Interactions of aromatic amino acids with gastric secretagogues in humans.

To determine the interactions of phenylalanine and tryptophan with gastric secretagogues, acid secretory studies were performed in 10 healthy subjects. Phenylalanine and tryptophan potentiated the gastric secretory responses following low doses of pentagastrin, whereas their effects on acid secretion stimulated by low doses of histamine or the cholinergic bethanecol were additive. Phenylalanine and tryptophan did not increase maximal acid output stimulated by pentagastrin, histamine, or bethanecol. Doses of the H2-receptor antagonist ranitidine, the prostaglandin E1 analogue misoprostol, atropine, and somatostatin that produced approximately 50% inhibition of pentagastrin-stimulated acid secretion significantly inhibited phenylalanine- and tryptophan-stimulated acid secretion.
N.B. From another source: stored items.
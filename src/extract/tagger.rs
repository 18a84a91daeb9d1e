//! Lexicon-driven part-of-speech tagger for claim language
//!
//! Closed word classes (determiners, adpositions, conjunctions, auxiliaries)
//! come from a fixed lexicon. Open-class words are resolved from their
//! suffix and the tags of their neighbours. The tagger is tuned for the
//! register of patent claims ("a sensor element arranged in the housing"),
//! not for general English.

use super::pos::{tokenize, PosTag, Token};
use std::collections::{HashMap, HashSet};

const DETERMINERS: &[&str] = &[
    "a", "an", "the", "each", "every", "any", "some", "all", "both", "this", "these", "those",
    "its", "their", "his", "her", "our", "your", "my", "no", "another", "either", "neither",
    "such", "whose",
];

const ADPOSITIONS: &[&str] = &[
    "of", "for", "with", "by", "on", "at", "in", "from", "into", "onto", "between", "through",
    "via", "under", "over", "within", "without", "along", "about", "above", "below", "upon",
    "across", "after", "before", "during", "against", "toward", "towards", "around", "among",
    "beside", "behind", "beyond", "inside", "outside", "near", "per", "throughout",
    "underneath", "except", "like", "than",
];

const COORDINATORS: &[&str] = &["and", "or", "but", "nor", "and/or"];

const SUBORDINATORS: &[&str] = &[
    "wherein", "whereby", "whereas", "when", "where", "while", "if", "whether", "because",
    "although", "thereby", "so",
];

const PRONOUNS: &[&str] = &[
    "it", "they", "them", "which", "who", "whom", "that", "itself", "themselves", "thereof",
    "therein", "thereto", "same",
];

const AUXILIARIES: &[&str] = &[
    "is", "are", "was", "were", "be", "been", "being", "am", "has", "have", "had", "does", "do",
    "did", "can", "could", "may", "might", "will", "would", "shall", "should", "must",
];

const VERBS: &[&str] = &[
    "comprising", "comprises", "comprise", "comprised", "including", "includes", "include",
    "having", "consisting", "consists", "containing", "contains", "contain", "characterized",
    "characterised", "configured", "adapted", "arranged", "designed", "operable", "provided",
    "connected", "coupled", "disposed", "located", "positioned", "mounted", "attached",
    "formed", "defined", "selected", "according", "measures", "generates", "determines",
    "detects", "receives", "transmits", "provides", "performs", "calculates", "compares",
    "outputs", "converts", "applies", "moves", "rotates", "extends", "connects", "couples",
    "forms", "defines", "extending", "based",
];

const ADJECTIVES: &[&str] = &[
    "said", "first", "second", "third", "fourth", "fifth", "sixth", "seventh", "eighth",
    "ninth", "tenth", "last", "main", "upper", "lower", "inner", "outer", "front", "rear",
    "top", "bottom", "left", "right", "other", "different", "predetermined", "predefined",
    "respective", "new", "high", "low", "small", "large", "long", "short", "wide", "narrow",
    "thin", "thick", "hollow", "flat", "single", "multiple", "several", "various", "digital",
    "analog", "further", "additional",
];

const ADVERBS: &[&str] = &["not", "very", "also", "then", "therefore", "respectively", "least", "only", "more"];

const NUMBER_WORDS: &[&str] = &[
    "zero", "one", "two", "three", "four", "five", "six", "seven", "eight", "nine", "ten",
    "hundred",
];

/// Nouns that would otherwise be read as gerunds or participles
const ING_NOUNS: &[&str] = &[
    "housing", "bearing", "coating", "opening", "winding", "spring", "string", "thing", "casing",
    "fitting", "setting", "wiring", "lining", "building", "ceiling", "padding", "tubing",
    "piping", "recording", "drawing", "mounting", "coupling", "sealing", "ring",
];

/// Nouns ending in "ly" that are not adverbs
const LY_NOUNS: &[&str] = &["assembly", "supply", "family", "anomaly", "reply", "butterfly"];

const ADJ_SUFFIXES: &[&str] = &["al", "ic", "ive", "ous", "ful", "less", "able", "ible"];

/// Rule-based part-of-speech tagger.
///
/// Construction builds the lexicon tables once; tagging is read-only and
/// can be shared across threads.
#[derive(Debug, Clone)]
pub struct LexiconTagger {
    lexicon: HashMap<&'static str, PosTag>,
    ing_nouns: HashSet<&'static str>,
    ly_nouns: HashSet<&'static str>,
}

impl Default for LexiconTagger {
    fn default() -> Self {
        Self::new()
    }
}

impl LexiconTagger {
    pub fn new() -> Self {
        let mut lexicon = HashMap::new();
        // Later tables win on overlap
        let tables: [(&[&'static str], PosTag); 10] = [
            (NUMBER_WORDS, PosTag::Num),
            (ADJECTIVES, PosTag::Adj),
            (ADVERBS, PosTag::Adv),
            (VERBS, PosTag::Verb),
            (AUXILIARIES, PosTag::Aux),
            (PRONOUNS, PosTag::Pron),
            (SUBORDINATORS, PosTag::Sconj),
            (COORDINATORS, PosTag::Cconj),
            (ADPOSITIONS, PosTag::Adp),
            (DETERMINERS, PosTag::Det),
        ];
        for (words, tag) in tables {
            for word in words {
                lexicon.insert(*word, tag);
            }
        }
        lexicon.insert("to", PosTag::Part);

        Self {
            lexicon,
            ing_nouns: ING_NOUNS.iter().copied().collect(),
            ly_nouns: LY_NOUNS.iter().copied().collect(),
        }
    }

    /// Tag every token of `text`
    pub fn tag(&self, text: &str) -> Vec<Token> {
        let spans = tokenize(text);
        let lowered: Vec<String> = spans
            .iter()
            .map(|s| text[s.start..s.end].to_lowercase())
            .collect();
        let lexical: Vec<Option<PosTag>> = spans
            .iter()
            .zip(&lowered)
            .map(|(span, word)| {
                if span.punct {
                    Some(PosTag::Punct)
                } else {
                    self.lookup(word)
                }
            })
            .collect();

        let mut tokens: Vec<Token> = Vec::with_capacity(spans.len());
        for (i, span) in spans.iter().enumerate() {
            let original = &text[span.start..span.end];
            let prev = tokens.last().map(|t| t.tag);
            let tag = match lexical[i] {
                Some(PosTag::Part) => self.resolve_to(lexical.get(i + 1).copied().flatten()),
                Some(tag) => tag,
                None => self.resolve_open(original, &lowered[i], prev, self.next_is_open(i, &lowered, &lexical)),
            };
            tokens.push(Token {
                text: original.to_string(),
                tag,
                start: span.start,
                end: span.end,
            });
        }

        tokens
    }

    fn lookup(&self, word: &str) -> Option<PosTag> {
        if let Some(tag) = self.lexicon.get(word) {
            return Some(*tag);
        }
        let numeric = word.chars().any(|c| c.is_ascii_digit())
            && word.chars().all(|c| c.is_ascii_digit() || c == '.' || c == ',');
        numeric.then_some(PosTag::Num)
    }

    /// "to" is an adposition before a nominal, an infinitive marker otherwise
    fn resolve_to(&self, next: Option<PosTag>) -> PosTag {
        match next {
            Some(PosTag::Det | PosTag::Num | PosTag::Adj | PosTag::Pron) => PosTag::Adp,
            _ => PosTag::Part,
        }
    }

    fn next_is_open(&self, i: usize, lowered: &[String], lexical: &[Option<PosTag>]) -> bool {
        match (lowered.get(i + 1), lexical.get(i + 1)) {
            (Some(word), Some(None)) => {
                !(word.ends_with("ly") && !self.ly_nouns.contains(word.as_str()))
                    && !is_participle(word)
            }
            _ => false,
        }
    }

    fn resolve_open(&self, original: &str, word: &str, prev: Option<PosTag>, next_open: bool) -> PosTag {
        if original.len() >= 2
            && original.chars().any(|c| c.is_alphabetic())
            && original.chars().all(|c| c.is_uppercase() || c.is_ascii_digit())
        {
            return PosTag::Propn;
        }

        if word.len() > 3 && word.ends_with("ly") && !self.ly_nouns.contains(word) {
            return PosTag::Adv;
        }

        match prev {
            Some(PosTag::Part) => return PosTag::Verb,
            Some(PosTag::Aux) => {
                return if is_participle(word) || word.ends_with("ing") || word.ends_with("en") {
                    PosTag::Verb
                } else if has_adj_suffix(word) {
                    PosTag::Adj
                } else {
                    PosTag::Verb
                };
            }
            _ => {}
        }

        let after_modifier = matches!(prev, Some(PosTag::Det | PosTag::Adj | PosTag::Num));
        let after_nominal = after_modifier || matches!(prev, Some(PosTag::Noun | PosTag::Propn));

        if self.ing_nouns.contains(word) {
            return PosTag::Noun;
        }
        if word.len() > 4 && word.ends_with("ing") {
            return if after_nominal && next_open {
                PosTag::Adj
            } else if after_modifier {
                PosTag::Noun
            } else {
                PosTag::Verb
            };
        }
        if is_participle(word) {
            return if after_modifier {
                if next_open {
                    PosTag::Adj
                } else {
                    PosTag::Noun
                }
            } else {
                PosTag::Verb
            };
        }
        if next_open && has_adj_suffix(word) {
            return PosTag::Adj;
        }

        PosTag::Noun
    }
}

fn is_participle(word: &str) -> bool {
    word.len() > 3 && word.ends_with("ed") && !word.ends_with("eed")
}

fn has_adj_suffix(word: &str) -> bool {
    word.len() > 4 && ADJ_SUFFIXES.iter().any(|s| word.ends_with(s))
}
After the combination of either phenylalanine or tryptophan with pentagastrin, the H2-receptor antagonist significantly inhibited gastric acid secretion, whereas somatostatin, atropine, and the prostaglandin E1 analogue were not effective. These results indicate that both phenylalanine and tryptophan potentiate gastric acid secretion stimulated by a submaximal dose of pentagastrin, whereas their effects on histamine- and bethanecol-stimulated secretion are additive. The potentiating effects of phenylalanine and tryptophan on pentagastrin-stimulated acid secretion depend, at least in part, on intact histamine pathways.